Here are things you can consider for tomorrow or later this week:
- Plan to visit your children’s grandparents or other relative close to you. If you can’t plan a trip, make a phone call and have the kids get on the line.
- Create a crafts project where your children draw a painting about people helping one other (in a positive setting), then post on Facebook or share with us at [email protected].
- Get out the baking flour and make cookies for your children’s’ teachers this year, or come up with another way your children can say “thanks,” like making a card or writing a note.
- Consider also delivering cupcakes or something like that to a local fire station or police station. Just call ahead to let them know you are coming.
- Consider assembling and sending a care package to military personnel overseas. Google this project idea and you’ll find many resources to help you. Just make sure you’re working with a respected nonprofit. You can also research ways your children can write and send letters to military service personnel.

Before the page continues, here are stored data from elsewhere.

//! Configuration Management Module
//!
//! Persistent browser settings, saved connections and quick actions, plus
//! host aliases read from ~/.ssh/config.

pub mod ssh_config;
pub mod storage;
pub mod types;

pub use ssh_config::{
    default_ssh_config_path, find_host, parse_ssh_config, SshConfigError, SshConfigHost,
};
pub use storage::{config_dir, config_file, ConfigStorage, StorageError};
pub use types::{BrowserSettings, ExecfsConfig, SavedConnection, CONFIG_VERSION};
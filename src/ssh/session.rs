//! SSH Session management
//!
//! A [`Session`] owns exactly one authenticated connection. Channels are
//! opened per command through the [`Transport`] it holds; the connection
//! itself is released on [`Session::disconnect`] or when the session is
//! dropped, whichever comes first.

use std::sync::Arc;
use std::time::Duration;

use parking_lot::Mutex;
use serde::Serialize;
use tracing::{debug, info, warn};

use super::client::SshClient;
use super::config::SshConfig;
use super::error::{ConnectError, ExecError};
use super::exec::{self, CommandResult};
use super::handle_owner::PingResult;
use super::transport::Transport;

/// Connection state of a [`Session`]
#[derive(Debug, Clone, Copy, PartialEq, Eq, Serialize)]
#[serde(rename_all = "snake_case")]
pub enum ConnectionState {
    Disconnected,
    Connected,
    /// The last connect attempt failed, or the link died underneath us
    Failed,
}

/// One authenticated connection to a remote host
pub struct Session {
    id: String,
    config: SshConfig,
    state: Mutex<ConnectionState>,
    transport: Mutex<Option<Arc<dyn Transport>>>,
    /// Held for a whole open/exec/read/close cycle; one command at a time
    exec_lock: tokio::sync::Mutex<()>,
}

impl Session {
    /// Create a session in `Disconnected` state. Nothing touches the network
    /// until [`Session::open`].
    pub fn new(config: SshConfig) -> Self {
        Self {
            id: uuid::Uuid::new_v4().to_string(),
            config,
            state: Mutex::new(ConnectionState::Disconnected),
            transport: Mutex::new(None),
            exec_lock: tokio::sync::Mutex::new(()),
        }
    }

    /// Connect and authenticate, returning a `Connected` session.
    pub async fn connect(config: SshConfig) -> Result<Self, ConnectError> {
        let session = Self::new(config);
        session.open().await?;
        Ok(session)
    }

    /// Wrap an already-established transport. The session starts `Connected`.
    pub fn with_transport(config: SshConfig, transport: Arc<dyn Transport>) -> Self {
        let session = Self::new(config);
        *session.transport.lock() = Some(transport);
        *session.state.lock() = ConnectionState::Connected;
        session
    }

    /// Open the connection. A no-op when already connected.
    pub async fn open(&self) -> Result<(), ConnectError> {
        if self.is_connected() {
            return Ok(());
        }

        match SshClient::new(self.config.clone()).connect(&self.id).await {
            Ok(controller) => {
                *self.transport.lock() = Some(Arc::new(controller));
                *self.state.lock() = ConnectionState::Connected;
                info!(
                    "Session {} connected to {}@{}:{}",
                    self.id, self.config.username, self.config.host, self.config.port
                );
                Ok(())
            }
            Err(e) => {
                *self.state.lock() = ConnectionState::Failed;
                warn!("Session {} failed to connect: {}", self.id, e);
                Err(e.into())
            }
        }
    }

    /// Close the connection. Idempotent: closing a closed or never-opened
    /// session does nothing.
    pub async fn disconnect(&self) {
        let transport = self.transport.lock().take();
        *self.state.lock() = ConnectionState::Disconnected;

        if let Some(transport) = transport {
            info!("Disconnecting session {}", self.id);
            transport.shutdown().await;
        }
    }

    /// Keepalive probe. A dead link moves the session to `Failed`.
    pub async fn ping(&self) -> PingResult {
        let Ok(transport) = self.transport() else {
            return PingResult::IoError;
        };
        let result = transport.ping().await;
        if result == PingResult::IoError {
            self.mark_failed();
        }
        result
    }

    /// Run one command with the configured exec timeout.
    pub async fn execute(&self, command: &str) -> Result<CommandResult, ExecError> {
        exec::execute(self, command).await
    }

    /// Run one command with an explicit deadline (`None` waits forever).
    pub async fn execute_with_timeout(
        &self,
        command: &str,
        timeout: Option<Duration>,
    ) -> Result<CommandResult, ExecError> {
        exec::execute_with_timeout(self, command, timeout).await
    }

    pub fn id(&self) -> &str {
        &self.id
    }

    pub fn host(&self) -> &str {
        &self.config.host
    }

    pub fn user(&self) -> &str {
        &self.config.username
    }

    pub fn port(&self) -> u16 {
        self.config.port
    }

    pub fn exec_timeout(&self) -> Option<Duration> {
        self.config.exec_timeout()
    }

    pub fn state(&self) -> ConnectionState {
        *self.state.lock()
    }

    pub fn is_connected(&self) -> bool {
        self.state() == ConnectionState::Connected
    }

    /// Transport for a channel operation; only valid while `Connected`.
    pub(crate) fn transport(&self) -> Result<Arc<dyn Transport>, ExecError> {
        if self.state() != ConnectionState::Connected {
            return Err(ExecError::NotConnected);
        }
        self.transport.lock().clone().ok_or(ExecError::NotConnected)
    }

    pub(crate) async fn lock_exec(&self) -> tokio::sync::MutexGuard<'_, ()> {
        self.exec_lock.lock().await
    }

    /// The connection went away without a disconnect from our side.
    pub(crate) fn mark_failed(&self) {
        let mut state = self.state.lock();
        if *state == ConnectionState::Connected {
            warn!("Session {} lost its connection", self.id);
            *state = ConnectionState::Failed;
        }
        // Dropping the transport lets the owner task finish its cleanup
        self.transport.lock().take();
    }
}

impl Drop for Session {
    fn drop(&mut self) {
        // Dropping the last controller ends the owner task, which sends the
        // SSH disconnect
        if self.transport.get_mut().take().is_some() {
            debug!("Dropping connected session {}", self.id);
        }
    }
}

impl std::fmt::Debug for Session {
    fn fmt(&self, f: &mut std::fmt::Formatter<'_>) -> std::fmt::Result {
        f.debug_struct("Session")
            .field("id", &self.id)
            .field("host", &self.config.host)
            .field("user", &self.config.username)
            .field("state", &self.state())
            .finish()
    }
}

#[cfg(test)]
mod tests {
    use super::*;
    use crate::ssh::mock::{MockReply, MockTransport};
    use crate::ssh::test_server;
    use crate::ssh::AuthMethod;

    #[tokio::test]
    async fn test_new_session_is_disconnected() {
        let session = Session::new(SshConfig::default());
        assert_eq!(session.state(), ConnectionState::Disconnected);
        assert!(matches!(
            session.execute("true").await,
            Err(ExecError::NotConnected)
        ));
    }

    #[tokio::test]
    async fn test_disconnect_is_idempotent() {
        let mock = Arc::new(MockTransport::with_responses(&[]));
        let session = mock.session();
        assert!(session.is_connected());

        session.disconnect().await;
        session.disconnect().await;

        assert_eq!(session.state(), ConnectionState::Disconnected);
        assert_eq!(mock.shutdown_count(), 1);
        assert!(matches!(
            session.execute("true").await,
            Err(ExecError::NotConnected)
        ));

        // Never-opened session
        Session::new(SshConfig::default()).disconnect().await;
    }

    #[tokio::test]
    async fn test_drop_releases_transport() {
        let mock = Arc::new(MockTransport::with_responses(&[("true", MockReply::ok(""))]));
        {
            let session = mock.session();
            session.execute("true").await.unwrap();
            assert_eq!(Arc::strong_count(&mock), 2);
        }
        assert_eq!(Arc::strong_count(&mock), 1);
    }

    #[tokio::test]
    async fn test_lost_connection_marks_failed() {
        let mock = Arc::new(MockTransport::with_responses(&[]));
        mock.set_alive(false);
        let session = mock.session();

        assert_eq!(session.ping().await, PingResult::IoError);
        assert_eq!(session.state(), ConnectionState::Failed);
        assert!(matches!(
            session.execute("true").await,
            Err(ExecError::NotConnected)
        ));
    }

    fn loopback_config(addr: std::net::SocketAddr, password: &str, known_hosts: &std::path::Path) -> SshConfig {
        let mut config = SshConfig::new("127.0.0.1", "tester", AuthMethod::password(password));
        config.port = addr.port();
        config.timeout_secs = 5;
        config.known_hosts_file = Some(known_hosts.to_path_buf());
        config
    }

    #[tokio::test]
    async fn test_connect_with_valid_password() {
        let addr = test_server::start("hunter2").await;
        let dir = tempfile::tempdir().unwrap();
        let known_hosts = dir.path().join("known_hosts");

        let session = Session::connect(loopback_config(addr, "hunter2", &known_hosts))
            .await
            .unwrap();
        assert_eq!(session.state(), ConnectionState::Connected);

        let result = session.execute("printf hi").await.unwrap();
        assert!(result.succeeded);
        assert_eq!(result.exit_status, Some(0));
        assert_eq!(result.stdout_text(), "printf hi");

        session.disconnect().await;
        assert_eq!(session.state(), ConnectionState::Disconnected);

        // The key was learned, so strict mode now accepts the host
        assert!(std::fs::read_to_string(&known_hosts)
            .unwrap()
            .contains(&format!("[127.0.0.1]:{}", addr.port())));
        let mut strict = loopback_config(addr, "hunter2", &known_hosts);
        strict.strict_host_key_checking = true;
        let session = Session::connect(strict).await.unwrap();
        assert!(session.is_connected());
    }

    #[tokio::test]
    async fn test_connect_with_wrong_password_is_auth_rejected() {
        let addr = test_server::start("hunter2").await;
        let dir = tempfile::tempdir().unwrap();

        let result =
            Session::connect(loopback_config(addr, "letmein", &dir.path().join("known_hosts"))).await;
        assert!(matches!(result, Err(ConnectError::AuthRejected(_))));
    }

    #[tokio::test]
    async fn test_connect_to_unknown_host_in_strict_mode_is_handshake_failure() {
        let addr = test_server::start("hunter2").await;
        let dir = tempfile::tempdir().unwrap();
        let known_hosts = dir.path().join("known_hosts");
        let mut config = loopback_config(addr, "hunter2", &known_hosts);
        config.strict_host_key_checking = true;

        let session = Session::new(config);
        match session.open().await {
            Err(ConnectError::HandshakeFailed(msg)) => assert!(msg.contains("unknown host")),
            other => panic!("unexpected result: {:?}", other),
        }
        assert_eq!(session.state(), ConnectionState::Failed);
        assert!(!known_hosts.exists());
    }

    #[tokio::test]
    async fn test_connect_timeout_is_handshake_failure() {
        let addr = test_server::start_silent().await;
        let dir = tempfile::tempdir().unwrap();
        let mut config = loopback_config(addr, "hunter2", &dir.path().join("known_hosts"));
        config.timeout_secs = 1;

        let result = Session::connect(config).await;
        assert!(matches!(result, Err(ConnectError::HandshakeFailed(ref m)) if m.contains("timed out")));
    }
}
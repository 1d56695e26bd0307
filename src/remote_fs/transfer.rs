//! File transfer over exec channels
//!
//! Downloads run `base64 < path` and decode the output. Uploads stream the
//! encoded payload in chunks through `base64 -d` into a temporary file next
//! to the target, then `mv` it into place. A failed upload never leaves a
//! partially written target behind.
//!
//! Transfer commands run without the session's exec deadline; their run time
//! grows with the file size.

use std::path::Path;

use tracing::{debug, info, warn};

use super::codec::{self, DEFAULT_UPLOAD_CHUNK_SIZE};
use super::error::TransferError;
use super::path_utils::{join_remote_path, parent_remote_path};
use super::shell::quote;
use crate::ssh::{CommandResult, Session};

/// Command that prints the base64 form of `path`.
pub fn fetch_command(path: &str) -> String {
    format!("base64 < {}", quote(path))
}

/// Run a transfer command with no deadline.
async fn run_unbounded(session: &Session, command: &str) -> Result<CommandResult, TransferError> {
    Ok(session.execute_with_timeout(command, None).await?)
}

/// Download a remote file's bytes.
pub async fn fetch_file(session: &Session, path: &str) -> Result<Vec<u8>, TransferError> {
    let result = run_unbounded(session, &fetch_command(path)).await?;

    if !result.succeeded {
        return Err(TransferError::RemoteReadFailed {
            path: path.to_string(),
            reason: failure_reason(&result),
        });
    }

    let bytes = codec::decode(&result.stdout).map_err(|e| TransferError::RemoteReadFailed {
        path: path.to_string(),
        reason: format!("invalid base64 from remote: {}", e),
    })?;

    debug!("Fetched {} bytes from {}", bytes.len(), path);
    Ok(bytes)
}

/// Upload `bytes` to `path`, creating or replacing it.
pub async fn upload_file(
    session: &Session,
    bytes: &[u8],
    path: &str,
) -> Result<(), TransferError> {
    upload_file_chunked(session, bytes, path, DEFAULT_UPLOAD_CHUNK_SIZE).await
}

/// Upload with an explicit chunk size (in encoded characters).
pub async fn upload_file_chunked(
    session: &Session,
    bytes: &[u8],
    path: &str,
    chunk_size: usize,
) -> Result<(), TransferError> {
    let encoded = codec::encode(bytes);
    let chunks = codec::split_encoded(&encoded, chunk_size);
    let tmp_path = temp_path_for(path);

    info!(
        "Uploading {} bytes to {} in {} chunk(s)",
        bytes.len(),
        path,
        chunks.len()
    );

    let outcome = write_chunks(session, &chunks, &tmp_path, path).await;
    if outcome.is_err() {
        remove_quietly(session, &tmp_path).await;
    }
    outcome
}

async fn write_chunks(
    session: &Session,
    chunks: &[&str],
    tmp_path: &str,
    path: &str,
) -> Result<(), TransferError> {
    for (index, chunk) in chunks.iter().enumerate() {
        let redirect = if index == 0 { ">" } else { ">>" };
        let command = format!(
            "printf '%s' {} | base64 -d {} {}",
            quote(chunk),
            redirect,
            quote(tmp_path)
        );
        let result = run_unbounded(session, &command).await?;
        if !result.succeeded {
            return Err(TransferError::RemoteWriteFailed {
                path: path.to_string(),
                reason: failure_reason(&result),
            });
        }
        debug!("Wrote chunk {}/{} of {}", index + 1, chunks.len(), path);
    }

    let result =
        run_unbounded(session, &format!("mv -f -- {} {}", quote(tmp_path), quote(path))).await?;
    if !result.succeeded {
        return Err(TransferError::RemoteWriteFailed {
            path: path.to_string(),
            reason: failure_reason(&result),
        });
    }
    Ok(())
}

async fn remove_quietly(session: &Session, tmp_path: &str) {
    if let Err(e) = run_unbounded(session, &format!("rm -f -- {}", quote(tmp_path))).await {
        warn!("Failed to remove partial upload {}: {}", tmp_path, e);
    }
}

/// Read a local file and upload it to `path`.
pub async fn upload_local_file(
    session: &Session,
    local_path: &Path,
    path: &str,
    chunk_size: usize,
) -> Result<(), TransferError> {
    let bytes = tokio::fs::read(local_path)
        .await
        .map_err(|e| TransferError::LocalReadFailed {
            path: local_path.display().to_string(),
            reason: e.to_string(),
        })?;
    upload_file_chunked(session, &bytes, path, chunk_size).await
}

/// Rename or move a remote file.
pub async fn rename_file(
    session: &Session,
    old_path: &str,
    new_path: &str,
) -> Result<(), TransferError> {
    let result =
        run_unbounded(session, &format!("mv -- {} {}", quote(old_path), quote(new_path))).await?;

    if !result.succeeded {
        return Err(TransferError::RemoteWriteFailed {
            path: new_path.to_string(),
            reason: failure_reason(&result),
        });
    }
    info!("Renamed {} -> {}", old_path, new_path);
    Ok(())
}

/// Give `path` a new name within its directory. Returns the new full path.
pub async fn rename_in_place(
    session: &Session,
    path: &str,
    new_name: &str,
) -> Result<String, TransferError> {
    if new_name.is_empty() || new_name.contains('/') || new_name == "." || new_name == ".." {
        return Err(TransferError::InvalidName(new_name.to_string()));
    }
    let new_path = join_remote_path(&parent_remote_path(path), new_name);
    rename_file(session, path, &new_path).await?;
    Ok(new_path)
}

fn temp_path_for(path: &str) -> String {
    let tag = uuid::Uuid::new_v4().simple().to_string();
    format!("{}.execfs-{}.part", path, &tag[..8])
}

fn failure_reason(result: &CommandResult) -> String {
    let stderr = result.stderr_text();
    let stderr = stderr.trim();
    match (stderr.is_empty(), result.exit_status) {
        (false, _) => stderr.to_string(),
        (true, Some(status)) => format!("exit status {}", status),
        (true, None) => match &result.exit_signal {
            Some(signal) => format!("killed by signal {}", signal),
            None => "unknown failure".to_string(),
        },
    }
}
//! Remote path utilities
//!
//! Remote paths always use `/` as separator, whatever the local OS.

/// Check if a remote path is absolute.
pub fn is_absolute_remote_path(path: &str) -> bool {
    path.starts_with('/')
}

/// Join a remote directory and an entry name with exactly one `/` between
/// them.
///
/// ```
/// use execfs::remote_fs::path_utils::join_remote_path;
/// assert_eq!(join_remote_path("/home", "file.txt"), "/home/file.txt");
/// assert_eq!(join_remote_path("/home//", "file.txt"), "/home/file.txt");
/// assert_eq!(join_remote_path("/", "home"), "/home");
/// ```
pub fn join_remote_path(base: &str, component: &str) -> String {
    let component = component.trim_start_matches('/');
    if base.is_empty() {
        return component.to_string();
    }
    match base.trim_end_matches('/') {
        // base was the root
        "" => format!("/{}", component),
        trimmed => format!("{}/{}", trimmed, component),
    }
}

/// Collapse repeated separators and drop a trailing one (except on `/`).
pub fn normalize_remote_path(path: &str) -> String {
    let absolute = is_absolute_remote_path(path);
    let joined = path
        .split('/')
        .filter(|segment| !segment.is_empty())
        .collect::<Vec<_>>()
        .join("/");
    match (absolute, joined.is_empty()) {
        (true, _) => format!("/{}", joined),
        (false, true) => ".".to_string(),
        (false, false) => joined,
    }
}

/// Parent directory of a remote path. The root is its own parent, and a bare
/// relative name has `.` as parent.
pub fn parent_remote_path(path: &str) -> String {
    let normalized = normalize_remote_path(path);
    match normalized.rfind('/') {
        Some(0) => "/".to_string(),
        Some(idx) => normalized[..idx].to_string(),
        None => ".".to_string(),
    }
}

/// Last component of a remote path.
pub fn remote_file_name(path: &str) -> &str {
    path.trim_end_matches('/')
        .rsplit('/')
        .next()
        .unwrap_or_default()
}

- Have your children help you go through your closet (long overdue), picking things that could be donated to Goodwill, your religious organization, or another nonprofit, like a winter coat you don't need, or a older pair of eyeglasses.
- If you have more than one child, and perhaps an older one, you can encourage the oldest to come up with a good deed idea with their siblings that can help the family, i.e., make their beds, help clean the house etc. (We can wish, can't we?)
- Plan to visit a local animal shelter, just to learn what they do. Later if you have the means, consider making a donation to the shelter in your child’s name.
Again these are just a few ideas!
In terms of teaching, you are the best judge of what to say to your children about 9/11. Many parents tell us they talk about how 9/11 was a “sad day" for our country, but that there was also lots of goodness as well, with so many people helping each other (which is why we all do good deeds on this day!) Again it all depends on your feelings and the age of your children.
We do encourage parents and teachers to always "document" what their children may do, by taking photos of them engaging in their good deeds, then talking about these photos with their children, and even posting them on the family's Facebook or Twitter pages (for friends and relatives to see.)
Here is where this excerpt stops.